03:55Oui, alors évidemment, le gouvernement qui expédie les affaires courantes ne peut pas
04:00non plus engager des choses qui sont trop structurelles, il ne peut pas avoir de grands
04:05projets de réformes, le Conseil d'État a eu l'occasion de se prononcer sur cette question,
04:10un gouvernement qui gère les affaires courantes, c'est vraiment faire tourner la machine de
04:14l'État, assurer les dépenses en attendant qu'un gouvernement se mette en place.

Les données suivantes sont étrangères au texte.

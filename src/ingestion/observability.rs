use std::fmt;
use std::fs::OpenOptions;
use std::io::Write;
use std::path::{Path, PathBuf};
use std::sync::{Arc, Mutex};

use chrono::{SecondsFormat, Utc};

use crate::error::IngestionError;

use super::unified::IngestionFormat;

/// Severity classification used for observer callbacks and alerting thresholds.
#[derive(Debug, Clone, Copy, PartialEq, Eq, PartialOrd, Ord)]
pub enum IngestionSeverity {
    /// Informational event.
    Info,
    /// The input was readable but its records were rejected.
    Warning,
    /// The input could not be decoded.
    Error,
    /// Critical error (typically I/O failures).
    Critical,
}

impl IngestionSeverity {
    /// Severity of an ingestion failure.
    pub fn of(error: &IngestionError) -> Self {
        match error {
            IngestionError::Io(_) => IngestionSeverity::Critical,
            IngestionError::Csv(err) => match err.kind() {
                csv::ErrorKind::Io(_) => IngestionSeverity::Critical,
                _ => IngestionSeverity::Error,
            },
            IngestionError::Json(_)
            | IngestionError::Format { .. }
            | IngestionError::SchemaMismatch { .. } => IngestionSeverity::Error,
            IngestionError::Rejected { .. } => IngestionSeverity::Warning,
        }
    }
}

/// Context about an ingestion attempt.
#[derive(Debug, Clone)]
pub struct IngestionContext {
    /// File name or path of the input.
    pub source: String,
    /// Format used for ingestion.
    pub format: IngestionFormat,
}

/// Minimal stats reported on successful ingestion.
#[derive(Debug, Clone, Copy, PartialEq, Eq)]
pub struct IngestionStats {
    /// Number of accepted records.
    pub records: usize,
}

/// Observer interface for ingestion outcomes.
///
/// Implementors can record metrics, logs, or trigger alerts.
pub trait IngestionObserver: Send + Sync {
    /// Called when every record of a batch was accepted.
    fn on_success(&self, _ctx: &IngestionContext, _stats: IngestionStats) {}

    /// Called when ingestion fails (decode error or rejected batch).
    fn on_failure(&self, _ctx: &IngestionContext, _severity: IngestionSeverity, _error: &IngestionError) {}

    /// Called when an ingestion failure meets an alert threshold.
    ///
    /// Default behavior forwards to [`Self::on_failure`].
    fn on_alert(&self, ctx: &IngestionContext, severity: IngestionSeverity, error: &IngestionError) {
        self.on_failure(ctx, severity, error)
    }
}

/// An observer that fans out callbacks to a list of observers.
#[derive(Default)]
pub struct CompositeObserver {
    observers: Vec<Arc<dyn IngestionObserver>>,
}

impl CompositeObserver {
    /// Create a new composite observer from a list of observers.
    pub fn new(observers: Vec<Arc<dyn IngestionObserver>>) -> Self {
        Self { observers }
    }
}

impl fmt::Debug for CompositeObserver {
    fn fmt(&self, f: &mut fmt::Formatter<'_>) -> fmt::Result {
        f.debug_struct("CompositeObserver")
            .field("observers_len", &self.observers.len())
            .finish()
    }
}

impl IngestionObserver for CompositeObserver {
    fn on_success(&self, ctx: &IngestionContext, stats: IngestionStats) {
        for o in &self.observers {
            o.on_success(ctx, stats);
        }
    }

    fn on_failure(&self, ctx: &IngestionContext, severity: IngestionSeverity, error: &IngestionError) {
        for o in &self.observers {
            o.on_failure(ctx, severity, error);
        }
    }

    fn on_alert(&self, ctx: &IngestionContext, severity: IngestionSeverity, error: &IngestionError) {
        for o in &self.observers {
            o.on_alert(ctx, severity, error);
        }
    }
}

/// Emits ingestion events through `tracing`.
#[derive(Debug, Default)]
pub struct TracingObserver;

impl IngestionObserver for TracingObserver {
    fn on_success(&self, ctx: &IngestionContext, stats: IngestionStats) {
        tracing::info!(format = ?ctx.format, source = %ctx.source, records = stats.records, "ingest ok");
    }

    fn on_failure(&self, ctx: &IngestionContext, severity: IngestionSeverity, error: &IngestionError) {
        match severity {
            IngestionSeverity::Info | IngestionSeverity::Warning => {
                tracing::warn!(format = ?ctx.format, source = %ctx.source, ?severity, %error, "ingest failed")
            }
            IngestionSeverity::Error | IngestionSeverity::Critical => {
                tracing::error!(format = ?ctx.format, source = %ctx.source, ?severity, %error, "ingest failed")
            }
        }
    }

    fn on_alert(&self, ctx: &IngestionContext, severity: IngestionSeverity, error: &IngestionError) {
        tracing::error!(format = ?ctx.format, source = %ctx.source, ?severity, %error, "ALERT ingest failed");
    }
}

/// Appends ingestion events to a local log file.
#[derive(Debug)]
pub struct FileObserver {
    path: PathBuf,
    lock: Mutex<()>,
}

impl FileObserver {
    /// Create a file observer that appends events to `path`.
    ///
    /// Writes are best-effort; failures to open/write the log file are ignored.
    pub fn new(path: impl AsRef<Path>) -> Self {
        Self {
            path: path.as_ref().to_path_buf(),
            lock: Mutex::new(()),
        }
    }

    fn append_line(&self, line: &str) {
        let _guard = self.lock.lock().ok();
        if let Ok(mut f) = OpenOptions::new().create(true).append(true).open(&self.path) {
            let _ = writeln!(f, "{} {line}", timestamp());
        }
    }
}

impl IngestionObserver for FileObserver {
    fn on_success(&self, ctx: &IngestionContext, stats: IngestionStats) {
        self.append_line(&format!(
            "ok format={:?} source={} records={}",
            ctx.format, ctx.source, stats.records
        ));
    }

    fn on_failure(&self, ctx: &IngestionContext, severity: IngestionSeverity, error: &IngestionError) {
        self.append_line(&format!(
            "fail severity={:?} format={:?} source={} err={}",
            severity, ctx.format, ctx.source, error
        ));
    }

    fn on_alert(&self, ctx: &IngestionContext, severity: IngestionSeverity, error: &IngestionError) {
        self.append_line(&format!(
            "ALERT severity={:?} format={:?} source={} err={}",
            severity, ctx.format, ctx.source, error
        ));
    }
}

fn timestamp() -> String {
    Utc::now().to_rfc3339_opts(SecondsFormat::Secs, true)
}
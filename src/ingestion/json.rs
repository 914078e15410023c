//! JSON ingestion implementation.
//!
//! Supported input: a JSON array of flat objects, `[{"a":1}, {"a":2}]`. Any other top-level value is
//! a format error. Only keys matching schema field names are read. A `null` element is a format
//! error; other elements that are not objects produce records with no data (which the
//! required-check then reports).

use std::fs;
use std::path::Path;

use tracing::{debug, trace};

use crate::coerce::coerce_json;
use crate::error::{IngestionError, IngestionResult};
use crate::types::{Record, RecordData, Schema};

/// Message of the format error raised when the top-level JSON value is not an array.
pub const EXPECTED_ARRAY: &str = "expected an array of records";

/// Decode a JSON file into records for `schema`.
pub fn decode_json_from_path(path: impl AsRef<Path>, schema: &Schema) -> IngestionResult<Vec<Record>> {
    let text = fs::read_to_string(path)?;
    decode_json_str(&text, schema)
}

/// Decode in-memory JSON text into records for `schema`.
pub fn decode_json_str(input: &str, schema: &Schema) -> IngestionResult<Vec<Record>> {
    let serde_json::Value::Array(items) = serde_json::from_str::<serde_json::Value>(input)? else {
        return Err(IngestionError::Format {
            message: EXPECTED_ARRAY.to_string(),
        });
    };

    let records = items
        .iter()
        .enumerate()
        .map(|(idx0, item)| decode_object(idx0 + 1, item, schema).map(|data| Record::new(schema.id, data)))
        .collect::<IngestionResult<Vec<Record>>>()?;

    debug!(records = records.len(), "decoded json");
    Ok(records)
}

fn decode_object(row: usize, item: &serde_json::Value, schema: &Schema) -> IngestionResult<RecordData> {
    let obj = match item {
        serde_json::Value::Object(obj) => obj,
        serde_json::Value::Null => {
            return Err(IngestionError::Format {
                message: format!("record {row} is null"),
            });
        }
        _ => {
            trace!(row, "json element is not an object");
            return Ok(RecordData::new());
        }
    };

    let data: RecordData = schema
        .fields
        .iter()
        .filter_map(|field| {
            obj.get(&field.name)
                .map(|v| (field.name.clone(), coerce_json(v, field.field_type)))
        })
        .collect();
    Ok(data)
}
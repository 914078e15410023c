//! Ingestion entrypoints and implementations.
//!
//! Most callers should use [`ingest`] / [`ingest_from_path`] (from [`unified`]) which:
//!
//! - pick the decoder by file name (or you can override via [`IngestionOptions`])
//! - decode the whole input into [`crate::types::Record`]s
//! - validate every record and accept the batch only if all of them pass
//! - optionally report success/failure/alerts to an [`IngestionObserver`]
//!
//! Format-specific functions are also available under:
//! - [`csv`]
//! - [`json`]

pub mod csv;
pub mod json;
pub mod observability;
pub mod unified;

pub use observability::{
    CompositeObserver, FileObserver, IngestionContext, IngestionObserver, IngestionSeverity, IngestionStats,
    TracingObserver,
};
pub use unified::{
    decode, ingest, ingest_from_path, ingest_from_path_async, IngestSource, IngestionFormat, IngestionOptions,
    IngestionRequest,
};
//! `schema-records` ingests CSV and JSON files into [`types::Record`]s that conform to a
//! user-defined [`types::Schema`].
//!
//! The primary entrypoint is [`ingestion::ingest`] (or [`store::RecordStore::ingest`], which also
//! appends the accepted records to a collection). The pipeline is:
//!
//! 1. **decode**: pick the decoder by file name (`.csv` for CSV, anything else for JSON) and turn
//!    the file into records holding only the fields the schema declares
//! 2. **coerce**: every value is converted to its field's type by [`coerce`]; coercion never fails
//!    and keeps malformed input as a sentinel
//! 3. **validate**: [`validation`] checks required fields and types and reports human-readable
//!    messages
//! 4. **accept or reject**: a batch is accepted only if every record is valid; otherwise the
//!    caller gets one `"Row {n}: ..."` message per failing row and nothing is stored
//!
//! ## Field types
//!
//! - [`types::FieldType::String`]: any value
//! - [`types::FieldType::Number`]: finite `f64`
//! - [`types::FieldType::Boolean`]: `true` only for the text `"true"` (case-insensitive)
//! - [`types::FieldType::Date`]: UTC timestamp
//!
//! ## Example
//!
//! ```rust
//! use schema_records::ingestion::{IngestSource, IngestionOptions};
//! use schema_records::store::RecordStore;
//! use schema_records::types::{Field, FieldType, Schema, Value};
//!
//! let schema = Schema::new(
//!     "people",
//!     "club members",
//!     vec![
//!         Field::new("name", FieldType::String).required(),
//!         Field::new("age", FieldType::Number),
//!         Field::new("member", FieldType::Boolean),
//!     ],
//! )
//! .unwrap();
//!
//! let mut store = RecordStore::new(&schema);
//! let opts = IngestionOptions::default();
//!
//! let file = IngestSource::new("people.json", r#"[{"name":"Ada","age":"36","member":true}]"#);
//! store.ingest(&file, &schema, &opts).unwrap();
//! assert_eq!(store.records()[0].get("age"), Some(&Value::Number(36.0)));
//!
//! // One bad row rejects the whole file.
//! let file = IngestSource::new("people.csv", "name,age\nGrace,45\n,x");
//! let err = store.ingest(&file, &schema, &opts).unwrap_err();
//! assert_eq!(err.messages(), ["Row 2: name is required, age must be a number"]);
//! assert_eq!(store.len(), 1);
//! ```
//!
//! ## Modules
//!
//! - [`ingestion`]: unified ingestion entrypoints and format-specific decoders
//! - [`types`]: schema, record and value types
//! - [`coerce`]: raw input to typed value conversion
//! - [`validation`]: record checks against a schema
//! - [`store`]: accepted-record collection with update/delete and a table view
//! - [`catalog`]: registry of created schemas
//! - [`error`]: error types

pub mod catalog;
pub mod coerce;
pub mod error;
pub mod ingestion;
pub mod store;
pub mod types;
pub mod validation;

pub use error::{IngestionError, IngestionResult, SchemaError};
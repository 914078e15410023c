//! In-memory collection of accepted records for one schema.
//!
//! [`RecordStore`] is the caller-held state the ingestion pipeline appends to. Appends only happen
//! on a fully accepted batch; a rejected batch leaves the store untouched. Every mutating method
//! takes `&mut self`, so two ingestions can never interleave on the same store.

use std::path::Path;

use chrono::Utc;
use tracing::debug;
use uuid::Uuid;

use crate::error::{IngestionError, IngestionResult};
use crate::ingestion::{ingest, ingest_from_path, ingest_from_path_async, IngestSource, IngestionOptions};
use crate::types::{Record, RecordData, Schema};

/// Accepted records of one schema, in insertion order.
#[derive(Debug, Clone, PartialEq)]
pub struct RecordStore {
    schema_id: Uuid,
    records: Vec<Record>,
}

impl RecordStore {
    /// Create an empty store for records of `schema`.
    pub fn new(schema: &Schema) -> Self {
        Self {
            schema_id: schema.id,
            records: Vec::new(),
        }
    }

    pub fn schema_id(&self) -> Uuid {
        self.schema_id
    }

    pub fn records(&self) -> &[Record] {
        &self.records
    }

    pub fn len(&self) -> usize {
        self.records.len()
    }

    pub fn is_empty(&self) -> bool {
        self.records.is_empty()
    }

    pub fn get(&self, id: Uuid) -> Option<&Record> {
        self.records.iter().find(|r| r.id == id)
    }

    /// Ingest `source` and append the batch if every record is valid.
    ///
    /// Returns the newly appended records.
    pub fn ingest(
        &mut self,
        source: &IngestSource,
        schema: &Schema,
        options: &IngestionOptions,
    ) -> IngestionResult<&[Record]> {
        self.ensure_schema(schema)?;
        let batch = ingest(source, schema, options)?;
        Ok(self.append(batch))
    }

    /// Read `path` and append its records if every record is valid.
    pub fn ingest_path(
        &mut self,
        path: impl AsRef<Path>,
        schema: &Schema,
        options: &IngestionOptions,
    ) -> IngestionResult<&[Record]> {
        self.ensure_schema(schema)?;
        let batch = ingest_from_path(path, schema, options)?;
        Ok(self.append(batch))
    }

    /// Async variant of [`RecordStore::ingest_path`].
    pub async fn ingest_path_async(
        &mut self,
        path: impl AsRef<Path>,
        schema: &Schema,
        options: &IngestionOptions,
    ) -> IngestionResult<&[Record]> {
        self.ensure_schema(schema)?;
        let batch = ingest_from_path_async(path, schema, options).await?;
        Ok(self.append(batch))
    }

    /// Remove the record with `id`. Returns whether a record was removed.
    pub fn delete(&mut self, id: Uuid) -> bool {
        let before = self.records.len();
        self.records.retain(|r| r.id != id);
        before != self.records.len()
    }

    /// Replace the data of the record with `id` and refresh its `updated_at`.
    ///
    /// The new data is stored as given; it is not re-validated. Returns whether a record matched.
    pub fn update(&mut self, id: Uuid, data: RecordData) -> bool {
        match self.records.iter_mut().find(|r| r.id == id) {
            Some(record) => {
                record.data = data;
                record.updated_at = Utc::now();
                true
            }
            None => false,
        }
    }

    /// Render the store as a table: one column per schema field, one row per record.
    pub fn table(&self, schema: &Schema) -> Table {
        let header = schema.field_names().map(str::to_owned).collect();
        let rows = self
            .records
            .iter()
            .map(|record| TableRow {
                record_id: record.id,
                cells: schema
                    .fields
                    .iter()
                    .map(|f| record.get(&f.name).map(ToString::to_string).unwrap_or_default())
                    .collect(),
            })
            .collect();
        Table { header, rows }
    }

    fn ensure_schema(&self, schema: &Schema) -> IngestionResult<()> {
        if schema.id == self.schema_id {
            return Ok(());
        }
        Err(IngestionError::SchemaMismatch {
            message: format!(
                "store holds records of schema {} but '{}' has id {}",
                self.schema_id, schema.name, schema.id
            ),
        })
    }

    fn append(&mut self, batch: Vec<Record>) -> &[Record] {
        let start = self.records.len();
        self.records.extend(batch);
        debug!(appended = self.records.len() - start, total = self.records.len(), "records accepted");
        &self.records[start..]
    }
}

/// Text rendering of a [`RecordStore`].
#[derive(Debug, Clone, PartialEq, Eq)]
pub struct Table {
    /// Field names in schema order.
    pub header: Vec<String>,
    pub rows: Vec<TableRow>,
}

/// One rendered record. Absent values render as empty cells.
#[derive(Debug, Clone, PartialEq, Eq)]
pub struct TableRow {
    pub record_id: Uuid,
    pub cells: Vec<String>,
}
use nalgebra::DMatrix;

use crate::dataset::Dataset;
use crate::error::{Result, ScoutError};

/// Standard deviations at or below this are treated as zero.
pub const STD_EPSILON: f64 = 1e-9;

/// What to do with nulls in the selected columns.
#[derive(Debug, Clone, Copy, PartialEq, Eq, Default)]
pub enum Imputation {
    /// Fail with a data quality error.
    #[default]
    Forbid,
    /// Replace a null with the mean of the column's present values.
    ColumnMean,
}

#[derive(Debug, Clone, Copy, PartialEq)]
pub struct ColumnStats {
    pub mean: f64,
    pub std: f64,
}

/// Mean and population standard deviation; the dataset is the whole pool, not a sample.
pub fn column_stats(values: &[f64]) -> ColumnStats {
    if values.is_empty() {
        return ColumnStats { mean: 0.0, std: 0.0 };
    }
    let n = values.len() as f64;
    let mean = values.iter().sum::<f64>() / n;
    let var = values
        .iter()
        .map(|v| {
            let d = v - mean;
            d * d
        })
        .sum::<f64>()
        / n;
    ColumnStats {
        mean,
        std: var.sqrt(),
    }
}

/// Zero-variance columns carry no information and map to 0.
pub fn zscore(value: f64, stats: ColumnStats) -> f64 {
    if stats.std <= STD_EPSILON {
        0.0
    } else {
        (value - stats.mean) / stats.std
    }
}

/// Z-scores every column of `matrix`.
pub fn standardize(matrix: &DMatrix<f64>) -> DMatrix<f64> {
    let stats: Vec<ColumnStats> = (0..matrix.ncols())
        .map(|j| column_stats(&column_values(matrix, j)))
        .collect();
    DMatrix::from_fn(matrix.nrows(), matrix.ncols(), |i, j| {
        zscore(matrix[(i, j)], stats[j])
    })
}

pub(crate) fn column_values(matrix: &DMatrix<f64>, j: usize) -> Vec<f64> {
    matrix.column(j).iter().copied().collect()
}

/// Rows × columns matrix of the selected statistics, in row order.
pub fn feature_matrix(
    dataset: &Dataset,
    columns: &[&str],
    imputation: Imputation,
) -> Result<DMatrix<f64>> {
    dataset.require_columns(columns)?;

    let mut filled: Vec<Vec<f64>> = Vec::with_capacity(columns.len());
    for column in columns {
        let values = dataset.values(column)?;
        let present: Vec<f64> = values.iter().flatten().copied().collect();
        if present.len() == values.len() {
            filled.push(present);
            continue;
        }
        match imputation {
            Imputation::Forbid => {
                let row = values.iter().position(Option::is_none).unwrap_or(0);
                return Err(ScoutError::DataQuality(format!(
                    "null '{}' for {} '{}'",
                    column,
                    dataset.id_column(),
                    dataset.records()[row].id
                )));
            }
            Imputation::ColumnMean => {
                if present.is_empty() {
                    return Err(ScoutError::DataQuality(format!(
                        "column '{column}' has no values to impute from"
                    )));
                }
                let mean = column_stats(&present).mean;
                filled.push(values.iter().map(|v| v.unwrap_or(mean)).collect());
            }
        }
    }

    Ok(DMatrix::from_fn(dataset.len(), columns.len(), |i, j| filled[j][i]))
}

/// Indices of rows with every selected statistic present.
pub(crate) fn complete_rows(dataset: &Dataset, columns: &[&str]) -> Vec<usize> {
    dataset
        .iter()
        .enumerate()
        .filter(|(_, r)| columns.iter().all(|c| r.stat(c).is_some()))
        .map(|(idx, _)| idx)
        .collect()
}

/// Matrix over `rows` only; callers pass rows from [`complete_rows`].
pub(crate) fn rows_matrix(dataset: &Dataset, columns: &[&str], rows: &[usize]) -> DMatrix<f64> {
    let records = dataset.records();
    DMatrix::from_fn(rows.len(), columns.len(), |i, j| {
        records[rows[i]].stat(columns[j]).unwrap_or(f64::NAN)
    })
}
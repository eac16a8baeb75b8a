use criterion::{Criterion, criterion_group, criterion_main};
use rand::{Rng, SeedableRng};
use rand_chacha::ChaCha8Rng;
use std::hint::black_box;

use scout_engine::cluster::{AutoKMeans, cluster_with};
use scout_engine::criteria::{Comparison, Criteria, filter};
use scout_engine::normalize::adjust_per_90;
use scout_engine::rating::{RatingConfig, RatingGroup, estimate_style_ratings};
use scout_engine::reduce::reduce;
use scout_engine::similarity::search_similar;
use scout_engine::{Dataset, Record};

const STATS: [&str; 8] = [
    "goals",
    "assists",
    "shots",
    "xg",
    "key_passes",
    "tackles",
    "interceptions",
    "fouls",
];

fn sample_league(players: usize) -> Dataset {
    let mut rng = ChaCha8Rng::seed_from_u64(7);
    Dataset::from_records(
        "player",
        (0..players).map(|idx| {
            let mut record = Record::new(format!("Player {}", idx + 1))
                .with_stat("minutes", rng.gen_range(450.0..3400.0))
                .with_label("team", format!("Team {}", idx % 20));
            for stat in STATS {
                record = record.with_stat(stat, rng.gen_range(0.0..60.0));
            }
            record
        }),
    )
}

fn bench_filter(c: &mut Criterion) {
    let ds = sample_league(600);
    let criteria = Criteria::new()
        .with(Comparison::Gte, "goals", 20.0)
        .with(Comparison::Lt, "fouls", 40.0);
    c.bench_function("criteria_filter", |b| {
        b.iter(|| {
            let out = filter(black_box(&ds), black_box(&criteria)).unwrap();
            black_box(out.len());
        })
    });
}

fn bench_per_90(c: &mut Criterion) {
    let ds = sample_league(600);
    c.bench_function("adjust_per_90", |b| {
        b.iter(|| {
            let out = adjust_per_90(black_box(&ds), &STATS).unwrap();
            black_box(out.len());
        })
    });
}

fn bench_similarity(c: &mut Criterion) {
    let ds = sample_league(600);
    c.bench_function("search_similar", |b| {
        b.iter(|| {
            let out = search_similar(black_box(&ds), &STATS, "Player 42", 10).unwrap();
            black_box(out.len());
        })
    });
}

fn bench_reduce(c: &mut Criterion) {
    let ds = sample_league(600);
    c.bench_function("reduce_pca", |b| {
        b.iter(|| {
            let out = reduce(black_box(&ds), &STATS, 2).unwrap();
            black_box(out.len());
        })
    });
}

fn bench_cluster(c: &mut Criterion) {
    let ds = sample_league(300);
    let estimator = AutoKMeans::default();
    c.bench_function("cluster_auto", |b| {
        b.iter(|| {
            let out = cluster_with(black_box(&ds), &STATS[..4], &estimator).unwrap();
            black_box(out.len());
        })
    });
}

fn bench_ratings(c: &mut Criterion) {
    let ds = sample_league(600);
    let config = RatingConfig::new()
        .with("attack", RatingGroup::new(["goals", "shots", "xg"]))
        .with(
            "defense",
            RatingGroup::new(["tackles", "interceptions", "fouls"]).lower_better("fouls"),
        );
    c.bench_function("style_ratings", |b| {
        b.iter(|| {
            let out = estimate_style_ratings(black_box(&ds), black_box(&config)).unwrap();
            black_box(out.len());
        })
    });
}

criterion_group!(
    benches,
    bench_filter,
    bench_per_90,
    bench_similarity,
    bench_reduce,
    bench_cluster,
    bench_ratings
);
criterion_main!(benches);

04:19Alors voilà, maintenant on a parlé de ce qui se passerait si le gouvernement Barnier
04:23était censuré, c'est encore difficile de se le dire ou est-ce qu'on est quasiment sûr
04:27qu'il va tomber ?
04:28C'est vrai que le goulot d'étranglement s'est considérablement resserré, en particulier
04:36depuis la fin de la semaine, le moment où le Rassemblement National a dit « c'est pas
04:40assez », on a eu effectivement sur le tarif de l'électricité, Michel Barnier a donné
04:47le point au Rassemblement National, une légère réduction de l'aide médicale d'État,
04:55mais du point de vue du Rassemblement National qui lui se situe sur la défense du pouvoir
04:59d'achat, ça n'est pas assez, c'est parce que dans le projet de loi de financement de
05:02la Sécurité Sociale, il y a la question du déremboursement d'un certain nombre de
05:07médicaments en particulier, il y a la question aussi de la revalorisation pour corriger de
05:13l'inflation les retraites, donc deux dossiers sur lesquels le Rassemblement National a dit
05:18« nous c'est aussi ça qu'il nous faut ». Donc là on est à quelques heures effectivement
05:23de cet ultimatum de lundi, on voit que le goulot d'étranglement s'est beaucoup resserré
05:28quand même autour de Michel Barnier, on a le sentiment que du point de vue de Michel
05:32Barnier, on considère qu'on est allé assez loin au fond et puis n'oublions pas, il y
05:37a quand même l'impératif suprême du point de vue de Michel Barnier, tenir les engagements
05:42de réduction des déficits publics français, or l'ensemble des concessions faites par
05:46Michel Barnier n'est pas qu'au Rassemblement National, il y a aussi les collectivités
05:50locales par exemple, aujourd'hui ça se chiffre à un peu plus de 10 milliards sur les 60
05:54milliards d'euros d'économies.
05:55Effectivement et ça a des conséquences d'ailleurs sur la qualité de la dette française, on
06:00va y revenir dans un quart d'heure avec Didier Testot dans l'Info & Co+, puisque si la dette
06:04française n'a pas été dégradée par l'agent Standard & Poor's, malgré tout elle continue
06:08à inquiéter les investisseurs.
06:10Merci Bruno Cotteres, politologue et chercheur au CNRS et au CIVIPOF de Sciences Po.